Agencies probe AI's impact on the American workplace

KTSDesign/Getty Images

The top official at the Department of Labor's Office of Federal Contract Compliance Programs said that government contractors have an "especially important role to play" in ensuring that automated technology in the workplace doesn't discriminate against qualified job-seekers.

Top officials at the Equal Employment Opportunity Commission and the Department of Labor's Office of Federal Contract Compliance Programs are warning about the potential for automated technology in the workplace to accelerate discrimination.

They hosted a roundtable of experts on September 13 as their agencies consider the proliferation of automated tech including artificial intelligence for job recruiting, interviewing and hiring.

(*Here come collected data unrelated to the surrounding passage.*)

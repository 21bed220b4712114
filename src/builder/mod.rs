//! Playlist builder
//!
//! The builder is a value: every action produces a new state and leaves the
//! previous one untouched, so it can be driven and tested without any UI.

use tracing::{debug, warn};

use crate::codec::{encode_text, ShareToken};
use crate::domain::errors::DomainError;
use crate::domain::model::{Bound, Playlist, PlaylistEntry};
use crate::domain::rules::ReferenceExtractor;
use crate::utils::time::format_time_to_seconds;

/// Discrete builder actions
#[derive(Debug, Clone, PartialEq, Eq)]
pub enum BuilderAction {
    /// Add a clip. Blank or missing times mean `Full`.
    Append {
        url: String,
        start: Option<String>,
        end: Option<String>,
    },
    /// Remove the clip at a position. Out-of-range positions change nothing.
    RemoveAt(usize),
}

impl BuilderAction {
    pub fn append(url: impl Into<String>, start: Option<&str>, end: Option<&str>) -> Self {
        BuilderAction::Append {
            url: url.into(),
            start: start.map(str::to_string),
            end: end.map(str::to_string),
        }
    }
}

/// Snapshot of a playlist under construction
#[derive(Debug, Clone, Default, PartialEq, Eq)]
pub struct BuilderState {
    playlist: Playlist,
}

impl BuilderState {
    pub fn new() -> Self {
        Self::default()
    }

    /// Apply an action. On error the caller keeps the previous state, which
    /// is never modified.
    pub fn apply(&self, action: BuilderAction) -> Result<BuilderState, DomainError> {
        match action {
            BuilderAction::Append { url, start, end } => {
                let entry = Self::parse_entry(&url, start.as_deref(), end.as_deref())?;
                if entry.is_degenerate() {
                    warn!(
                        reference = entry.reference(),
                        start = %entry.start(),
                        end = %entry.end(),
                        "Clip range is empty; the player will skip straight past it"
                    );
                }
                debug!(entry = %entry, "Appending clip");
                Ok(BuilderState {
                    playlist: self.playlist.with_appended(entry),
                })
            }
            BuilderAction::RemoveAt(index) => match self.playlist.without(index) {
                Some(playlist) => {
                    debug!(index, "Removed clip");
                    Ok(BuilderState { playlist })
                }
                None => {
                    debug!(index, len = self.playlist.len(), "Remove ignored, index out of range");
                    Ok(self.clone())
                }
            },
        }
    }

    fn parse_entry(
        url: &str,
        start: Option<&str>,
        end: Option<&str>,
    ) -> Result<PlaylistEntry, DomainError> {
        let reference = ReferenceExtractor::extract(url)?;
        let start = Self::parse_input_bound(start)?;
        let end = Self::parse_input_bound(end)?;
        PlaylistEntry::new(reference, start, end)
    }

    /// Form input for a time field: blank is `Full`, anything else must be `HH:MM:SS`
    fn parse_input_bound(input: Option<&str>) -> Result<Bound, DomainError> {
        match input.map(str::trim) {
            None | Some("") => Ok(Bound::Full),
            Some(text) => format_time_to_seconds(text).map(Bound::At),
        }
    }

    pub fn playlist(&self) -> &Playlist {
        &self.playlist
    }

    pub fn len(&self) -> usize {
        self.playlist.len()
    }

    pub fn is_empty(&self) -> bool {
        self.playlist.is_empty()
    }

    /// Transport text of the current playlist
    pub fn plain_text(&self) -> String {
        encode_text(&self.playlist)
    }

    /// Share token of the current playlist
    pub fn share_token(&self) -> ShareToken {
        ShareToken::encode(&self.playlist)
    }
}

#[cfg(test)]
mod tests {
    use super::*;

    #[test]
    fn test_append_with_times() {
        let state = BuilderState::new()
            .apply(BuilderAction::append(
                "https://www.youtube.com/watch?v=abc123",
                Some("00:00:10"),
                Some("00:00:15"),
            ))
            .unwrap();

        let entry = state.playlist().get(0).unwrap();
        assert_eq!(entry.reference(), "abc123");
        assert_eq!(entry.start(), Bound::At(10));
        assert_eq!(entry.end(), Bound::At(15));
    }

    #[test]
    fn test_blank_times_are_full() {
        let state = BuilderState::new()
            .apply(BuilderAction::append("https://youtu.be/abc123", Some("  "), None))
            .unwrap();

        let entry = state.playlist().get(0).unwrap();
        assert_eq!(entry.start(), Bound::Full);
        assert_eq!(entry.end(), Bound::Full);
    }

    #[test]
    fn test_invalid_url_leaves_state_untouched() {
        let state = BuilderState::new()
            .apply(BuilderAction::append("https://youtu.be/first", None, None))
            .unwrap();

        let result = state.apply(BuilderAction::append("https://vimeo.com/123", None, None));
        assert!(matches!(result, Err(DomainError::InvalidReference(_))));
        assert_eq!(state.len(), 1);
    }

    #[test]
    fn test_invalid_time_is_rejected() {
        let result = BuilderState::new().apply(BuilderAction::append(
            "https://youtu.be/abc",
            Some("ten seconds"),
            None,
        ));
        assert!(matches!(result, Err(DomainError::Format(_))));
    }

    #[test]
    fn test_inverted_range_is_accepted() {
        let state = BuilderState::new()
            .apply(BuilderAction::append(
                "https://youtu.be/abc",
                Some("00:00:20"),
                Some("00:00:10"),
            ))
            .unwrap();
        assert!(state.playlist().get(0).unwrap().is_degenerate());
    }

    #[test]
    fn test_remove_at() {
        let state = ["https://youtu.be/a", "https://youtu.be/b", "https://youtu.be/c"]
            .iter()
            .fold(BuilderState::new(), |state, url| {
                state.apply(BuilderAction::append(*url, None, None)).unwrap()
            });

        let removed = state.apply(BuilderAction::RemoveAt(1)).unwrap();
        let refs: Vec<&str> = removed.playlist().iter().map(|e| e.reference()).collect();
        assert_eq!(refs, vec!["a", "c"]);
        assert_eq!(state.len(), 3);
    }

    #[test]
    fn test_remove_out_of_range_is_noop() {
        let state = BuilderState::new()
            .apply(BuilderAction::append("https://youtu.be/a", None, None))
            .unwrap();
        assert_eq!(state.apply(BuilderAction::RemoveAt(5)).unwrap(), state);
    }

    #[test]
    fn test_outputs_follow_playlist() {
        let state = BuilderState::new()
            .apply(BuilderAction::append("https://youtu.be/a", None, Some("00:01:00")))
            .unwrap();

        assert_eq!(state.plain_text(), "a,Full,00:01:00");
        assert_eq!(state.share_token().decode().unwrap(), *state.playlist());
    }

    #[test]
    fn test_empty_builder_outputs() {
        let state = BuilderState::new();
        assert_eq!(state.plain_text(), "");
        assert!(state.share_token().is_empty());
    }
}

"We have important work to do ahead," said Jenny Yang, director of the OFCCP, which enforces equal employment opportunity laws among federal contractors. 

The two agencies are focused on promoting equity in tech-based hiring systems as part of a joint venture to expand access to jobs for underrepresented communities, called the Hiring Initiative to Reimagine Equity.

There's also the Artificial Intelligence and Algorithmic Fairness Initiative, an EEOC effort meant to ensure that tech in hiring and employment decisions doesn't flout civil rights laws.

This federal focus comes as automated technology and artificial intelligence are increasingly being used by employers.

Nearly all Fortune 500 companies use online, algorithmic recruitment sourcing and hiring tools, said Eric Reicin, president and CEO of BBB National Programs, a non-profit that oversees self-regulation programs for businesses.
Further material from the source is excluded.